- Provided information -
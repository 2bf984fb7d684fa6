use std::sync::Arc;

use base64::{engine::general_purpose::STANDARD, Engine as _};

use crate::error::TutorError;
use crate::gemini::{Content, GenerateContentRequest, GenerativeModel, InlineData, Part};
use crate::models::{ImageInput, Question};

pub const BASE_PROMPT: &str = "Analyze the mathematical content in this image. \
Provide a detailed explanation of the problem, the solution steps, and the final answer. \
Make sure all mathematical expressions are properly formatted using LaTeX \
within $...$ for inline math and $$...$$ for block math.";

/// Instruction text, with the user's question appended when there is one.
pub fn compose_prompt(question: &Question) -> String {
    match question.as_deref() {
        Some(q) => format!("{} Answer the following question: {}", BASE_PROMPT, q),
        None => BASE_PROMPT.to_string(),
    }
}

/// Image part first, then the prompt text.
pub fn build_request(image: &ImageInput, question: &Question) -> GenerateContentRequest {
    GenerateContentRequest {
        contents: vec![Content {
            parts: vec![
                Part::InlineData {
                    inline_data: InlineData {
                        mime_type: image.mime.as_str().to_string(),
                        data: STANDARD.encode(&image.bytes),
                    },
                },
                Part::Text {
                    text: compose_prompt(question),
                },
            ],
        }],
    }
}

#[derive(Clone)]
pub struct AnswerGenerator {
    model: Arc<dyn GenerativeModel>,
    model_name: String,
}

impl AnswerGenerator {
    pub fn new(model: Arc<dyn GenerativeModel>, model_name: impl Into<String>) -> Self {
        Self {
            model,
            model_name: model_name.into(),
        }
    }

    pub fn model_name(&self) -> &str {
        &self.model_name
    }

    /// Sends one image and optional question to the model and returns its
    /// explanation. Every call reaches the remote service.
    pub async fn generate(
        &self,
        image: Option<ImageInput>,
        question: &Question,
    ) -> Result<String, TutorError> {
        let image = image.ok_or(TutorError::NoInputProvided)?;
        let request = build_request(&image, question);

        tracing::info!(
            model = %self.model_name,
            mime = %image.mime,
            bytes = image.bytes.len(),
            has_question = question.as_deref().is_some(),
            "generating answer"
        );

        let answer = self
            .model
            .generate_content(&self.model_name, &request)
            .await
            .and_then(|response| response.text())
            .map_err(|e| {
                tracing::error!(error = %e, "generation failed");
                TutorError::RemoteGenerationFailed(e.to_string())
            })?;

        tracing::info!(chars = answer.len(), "answer generated");
        Ok(answer)
    }
}
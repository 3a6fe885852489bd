//! Response tickets: handles for long-running checks such as migration
//! preflights.

use serde::{Deserialize, Serialize};
use serde_json::{Map, Value};

use crate::clients::{ApiError, JobId, PollRoute};
use crate::rest::{build_path, de, Job, ResourceClient};

/// A ticket summary.
#[derive(Debug, Clone, Serialize, Deserialize, Default, PartialEq, Eq)]
pub struct ResponseTicket {
    #[serde(default, deserialize_with = "de::empty_string_as_none")]
    pub status: Option<String>,
    #[serde(flatten)]
    pub unknown: Map<String, Value>,
}

/// Client for the response ticket endpoints.
#[derive(Clone, Debug)]
pub struct ResponseTicketsClient {
    client: ResourceClient,
}

impl ResponseTicketsClient {
    pub(crate) const fn new(client: ResourceClient) -> Self {
        Self { client }
    }

    /// Returns the summary of a ticket.
    ///
    /// # Errors
    ///
    /// Returns any pipeline error.
    pub async fn get_summary(&self, ticket_id: u64) -> Result<ResponseTicket, ApiError> {
        let path = build_path("/response-ticket/get/summary/{ticket}", &[("ticket", ticket_id)]);
        self.client.fetch(self.client.get(path)).await
    }

    /// Returns everything attached to a ticket, which may include large
    /// payloads.
    ///
    /// # Errors
    ///
    /// Returns any pipeline error.
    pub async fn get_full(&self, ticket_id: u64) -> Result<Value, ApiError> {
        let path = build_path("/response-ticket/get/full/{ticket}", &[("ticket", ticket_id)]);
        self.client.fetch(self.client.get(path)).await
    }

    /// Returns a job handle that polls the ticket summary.
    #[must_use]
    pub fn watch(&self, ticket_id: u64) -> Job {
        Job::attach(
            self.client.clone(),
            JobId::from(ticket_id),
            PollRoute::response_ticket(),
        )
    }
}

- How to complete this task -
Whenever the word "mathematical" turns up in a line of the listing above, copy the line.

- Result -
pub const BASE_PROMPT: &str = "Analyze the mathematical content in this image. \
Make sure all mathematical expressions are properly formatted using LaTeX \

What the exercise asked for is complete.